### TASK INSTRUCTIONS
What is needed is an exact copy of the lines in the listing below, from the one with "pub enum Section" up to and including the one with "let previous = index.checked_sub(1).map(|i|", with no other lines.

____________

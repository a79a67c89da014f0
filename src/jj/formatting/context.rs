//! Phase and nesting tracking
//!
//!     The layout of a token depends on where it sits in the grammar file. [Context] follows
//!     the token stream one token at a time and answers those questions for the layout
//!     rules.
//!
//! Phase
//!
//!     Everything before `PARSER_END` (the `options` block and the Java compilation unit
//!     between `PARSER_BEGIN` and `PARSER_END`) is the header. From `PARSER_END` on, the
//!     file holds token sections and productions: the body. The flip is one way.
//!
//! Counters
//!
//!     Three of the paren counters share a convention: -1 means "outside", 0 means
//!     "entered but no paren opened yet", and returning to 0 after the matching `)` exits
//!     straight back to -1.
//!
//!     - lookahead: `LOOKAHEAD(...)` constraints. Braces inside them (semantic lookahead)
//!       are not counted, and no newline rule fires inside.
//!     - for loops: `;` inside a `for (...)` header does not end a line.
//!     - node annotations: JJTree `#Name` / `#Name(...)`. A `:` right after the name
//!       means this was a private regular expression label instead (`< #DIGIT : ... >`).
//!       A `#` inside an annotation is not a new annotation.
//!
//! Grammar Context
//!
//!     Expansions and regular expressions follow their own layout rules. They live in the
//!     body, at brace depth 0 (section and production headers) or directly inside a grammar
//!     block: the block of a token section, or the second block of a production. Java
//!     blocks (production declarations, actions, `TOKEN_MGR_DECLS`, `JAVACODE`) use the
//!     plain Java rules.

use super::scan;
use crate::jj::token::{Keyword, TokenKind, TokenStream};

/// What the current top-level construct of the body is
#[derive(Debug, Clone, Copy, PartialEq, Eq)]
pub enum Section {
    Production,
    Regex,
    Java,
}

/// Kind of the block at brace depth 1
#[derive(Debug, Clone, Copy, PartialEq, Eq)]
pub enum Block {
    Java,
    Grammar,
}

/// An open `<...>` in grammar context
#[derive(Debug, Clone, Copy, PartialEq, Eq)]
pub struct AngleGroup {
    pub open: usize,
    pub declaration: bool,
    pub paren_depth: usize,
}

#[derive(Debug, Clone)]
pub struct Context {
    pub body: bool,
    pub lookahead_depth: i32,
    pub for_depth: i32,
    pub node_depth: i32,
    pub brace_depth: usize,
    pub paren_depth: usize,
    pub section: Section,
    pub block: Block,
    pub angles: Vec<AngleGroup>,
}

impl Context {
    pub fn new() -> Self {
        Context {
            body: false,
            lookahead_depth: -1,
            for_depth: -1,
            node_depth: -1,
            brace_depth: 0,
            paren_depth: 0,
            section: Section::Production,
            block: Block::Java,
            angles: Vec::new(),
        }
    }

    /// Inside the parens of a lookahead constraint
    pub fn in_lookahead(&self) -> bool {
        self.lookahead_depth > 0
    }

    /// Inside the parens of a `for` header
    pub fn in_for_header(&self) -> bool {
        self.for_depth > 0
    }

    pub fn in_grammar(&self) -> bool {
        self.body
            && self.lookahead_depth <= 0
            && self.node_depth <= 0
            && (self.brace_depth == 0 || (self.brace_depth == 1 && self.block == Block::Grammar))
    }

    pub fn in_angle(&self) -> bool {
        !self.angles.is_empty()
    }

    pub fn top_angle(&self) -> Option<&AngleGroup> {
        self.angles.last()
    }

    /// Account for the token at `index`
    pub fn advance(&mut self, tokens: &TokenStream, index: usize) {
        let kind = tokens.kind(index);
        let next = tokens.kind(index + 1);
        let previous = index.checked_sub(1).map(|i| tokens.kind(i)).unwrap_or(TokenKind::Eof);
        let grammar = self.in_grammar();

        if self.node_depth == 0
            && !matches!(kind, TokenKind::Hash | TokenKind::Identifier | TokenKind::LParen | TokenKind::Colon)
        {
            self.node_depth = -1;
        }

        match kind {
            TokenKind::Keyword(Keyword::ParserEnd) if !self.body => {
                self.body = true;
                log::debug!("body starts at line {}", tokens[index].begin_line);
            }
            TokenKind::Keyword(Keyword::Lookahead) => {
                if self.lookahead_depth < 0 && next == TokenKind::LParen {
                    self.lookahead_depth = 0;
                }
            }
            TokenKind::Keyword(Keyword::For) => {
                if self.for_depth < 0 {
                    self.for_depth = 0;
                }
            }
            TokenKind::Keyword(keyword) if self.body && self.brace_depth == 0 => {
                if keyword.is_regex_section() {
                    self.section = Section::Regex;
                } else if keyword.is_java_section() {
                    self.section = Section::Java;
                }
            }
            TokenKind::Hash => {
                if self.node_depth < 0 {
                    self.node_depth = 0;
                }
            }
            TokenKind::Identifier => {
                if self.node_depth == 0 && next != TokenKind::LParen {
                    self.node_depth = -1;
                }
            }
            TokenKind::Colon => {
                if self.node_depth == 0 {
                    self.node_depth = -1;
                }
            }
            TokenKind::LParen => {
                self.paren_depth += 1;
                for depth in [&mut self.lookahead_depth, &mut self.for_depth, &mut self.node_depth] {
                    if *depth >= 0 {
                        *depth += 1;
                    }
                }
            }
            TokenKind::RParen => {
                self.paren_depth = self.paren_depth.saturating_sub(1);
                for depth in [&mut self.lookahead_depth, &mut self.for_depth, &mut self.node_depth] {
                    if *depth > 0 {
                        *depth -= 1;
                        if *depth == 0 {
                            *depth = -1;
                        }
                    }
                }
            }
            TokenKind::LBrace if self.lookahead_depth <= 0 => {
                if self.body && self.brace_depth == 0 {
                    self.block = self.block_for(previous);
                }
                self.brace_depth += 1;
            }
            TokenKind::RBrace if self.lookahead_depth <= 0 => {
                self.brace_depth = self.brace_depth.saturating_sub(1);
                if self.brace_depth == 0 && next != TokenKind::LBrace {
                    self.section = Section::Production;
                }
            }
            TokenKind::Lt if grammar => {
                if let Some(close) = scan::matching_angle(tokens, index) {
                    self.angles.push(AngleGroup {
                        open: index,
                        declaration: scan::angle_is_declaration(tokens, index, close),
                        paren_depth: self.paren_depth,
                    });
                }
            }
            TokenKind::Gt if grammar => {
                if self.top_angle().is_some_and(|top| top.paren_depth == self.paren_depth) {
                    self.angles.pop();
                }
            }
            _ => {}
        }
    }

    fn block_for(&self, previous: TokenKind) -> Block {
        match self.section {
            Section::Regex => Block::Grammar,
            Section::Java => Block::Java,
            Section::Production if previous == TokenKind::RBrace => Block::Grammar,
            Section::Production => Block::Java,
        }
    }
}

impl Default for Context {
    fn default() -> Self {
        Self::new()
    }
}

#[cfg(test)]
mod tests {
    use super::*;
    use crate::jj::lexing::tokenize;

    /// Run the context over `source` and return it as it stands after the token with
    /// the given image (first occurrence after `skip` earlier ones)
    fn context_after(source: &str, image: &str, skip: usize) -> Context {
        let tokens = tokenize(source).unwrap();
        let stop = tokens
            .iter()
            .enumerate()
            .filter(|(_, token)| token.image == image)
            .nth(skip)
            .map(|(index, _)| index)
            .expect("token to exist");
        let mut context = Context::new();
        for index in 0..=stop {
            context.advance(&tokens, index);
        }
        context
    }

    #[test]
    fn test_parser_end_flips_phase() {
        let context = context_after("PARSER_BEGIN(P) class P {} PARSER_END(P)", "PARSER_BEGIN", 0);
        assert!(!context.body);
        let context = context_after("PARSER_BEGIN(P) class P {} PARSER_END(P)", "PARSER_END", 0);
        assert!(context.body);
    }

    #[test]
    fn test_lookahead_option_does_not_arm() {
        let context = context_after("options { LOOKAHEAD = 2; }", "LOOKAHEAD", 0);
        assert_eq!(context.lookahead_depth, -1);
    }

    #[test]
    fn test_lookahead_constraint_depth() {
        let source = "LOOKAHEAD( { f(1) } ) x";
        assert_eq!(context_after(source, "LOOKAHEAD", 0).lookahead_depth, 0);
        assert_eq!(context_after(source, "(", 0).lookahead_depth, 1);
        assert_eq!(context_after(source, "(", 1).lookahead_depth, 2);
        assert_eq!(context_after(source, ")", 0).lookahead_depth, 1);
        assert_eq!(context_after(source, ")", 1).lookahead_depth, -1);
        // semantic lookahead braces are not counted
        assert_eq!(context_after(source, "{", 0).brace_depth, 0);
    }

    #[test]
    fn test_for_header() {
        let source = "for (i = 0; i < n; i++) { x; }";
        assert!(context_after(source, ";", 0).in_for_header());
        assert!(!context_after(source, ")", 0).in_for_header());
        assert!(!context_after(source, ";", 2).in_for_header());
    }

    #[test]
    fn test_node_annotation_with_arguments() {
        let source = "A() #Add(2) B()";
        assert_eq!(context_after(source, "#", 0).node_depth, 0);
        assert_eq!(context_after(source, "Add", 0).node_depth, 0);
        assert_eq!(context_after(source, "2", 0).node_depth, 1);
        assert_eq!(context_after(source, ")", 1).node_depth, -1);
    }

    #[test]
    fn test_node_annotation_without_arguments() {
        assert_eq!(context_after("A() #Leaf B()", "Leaf", 0).node_depth, -1);
    }

    #[test]
    fn test_private_label_aborts_node_annotation() {
        assert_eq!(context_after("< #DIGIT : [\"0\"-\"9\"] >", ":", 0).node_depth, -1);
    }

    #[test]
    fn test_node_annotation_is_not_reentrant() {
        let context = context_after("#A( #B(1) )", "#", 1);
        assert_eq!(context.node_depth, 1);
    }

    #[test]
    fn test_grammar_blocks() {
        let source = "PARSER_END(P) void A() : { int x; } { B() } TOKEN : { < C : \"c\" > }";
        let declarations = context_after(source, "int", 0);
        assert!(!declarations.in_grammar());
        let expansion = context_after(source, "B", 0);
        assert!(expansion.in_grammar());
        let regex = context_after(source, "C", 0);
        assert!(regex.in_grammar());
        assert_eq!(regex.section, Section::Regex);
        assert!(regex.top_angle().is_some_and(|angle| angle.declaration));
    }

    #[test]
    fn test_action_blocks_leave_grammar_context() {
        let source = "PARSER_END(P) void A() : {} { B() { x = 1; } }";
        assert!(!context_after(source, "x", 0).in_grammar());
        assert!(context_after(source, "}", 2).in_grammar());
    }

    #[test]
    fn test_section_resets_after_top_level_block() {
        let source = "PARSER_END(P) TOKEN : { < A : \"a\" > } void B() : {} {}";
        assert_eq!(context_after(source, "void", 0).section, Section::Production);
    }
}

____________

### ANSWER SECTION
pub enum Section {
    Production,
    Regex,
    Java,
}

/// Kind of the block at brace depth 1
#[derive(Debug, Clone, Copy, PartialEq, Eq)]
pub enum Block {
    Java,
    Grammar,
}

/// An open `<...>` in grammar context
#[derive(Debug, Clone, Copy, PartialEq, Eq)]
pub struct AngleGroup {
    pub open: usize,
    pub declaration: bool,
    pub paren_depth: usize,
}

#[derive(Debug, Clone)]
pub struct Context {
    pub body: bool,
    pub lookahead_depth: i32,
    pub for_depth: i32,
    pub node_depth: i32,
    pub brace_depth: usize,
    pub paren_depth: usize,
    pub section: Section,
    pub block: Block,
    pub angles: Vec<AngleGroup>,
}

impl Context {
    pub fn new() -> Self {
        Context {
            body: false,
            lookahead_depth: -1,
            for_depth: -1,
            node_depth: -1,
            brace_depth: 0,
            paren_depth: 0,
            section: Section::Production,
            block: Block::Java,
            angles: Vec::new(),
        }
    }

    /// Inside the parens of a lookahead constraint
    pub fn in_lookahead(&self) -> bool {
        self.lookahead_depth > 0
    }

    /// Inside the parens of a `for` header
    pub fn in_for_header(&self) -> bool {
        self.for_depth > 0
    }

    pub fn in_grammar(&self) -> bool {
        self.body
            && self.lookahead_depth <= 0
            && self.node_depth <= 0
            && (self.brace_depth == 0 || (self.brace_depth == 1 && self.block == Block::Grammar))
    }

    pub fn in_angle(&self) -> bool {
        !self.angles.is_empty()
    }

    pub fn top_angle(&self) -> Option<&AngleGroup> {
        self.angles.last()
    }

    /// Account for the token at `index`
    pub fn advance(&mut self, tokens: &TokenStream, index: usize) {
        let kind = tokens.kind(index);
        let next = tokens.kind(index + 1);
        let previous = index.checked_sub(1).map(|i| tokens.kind(i)).unwrap_or(TokenKind::Eof);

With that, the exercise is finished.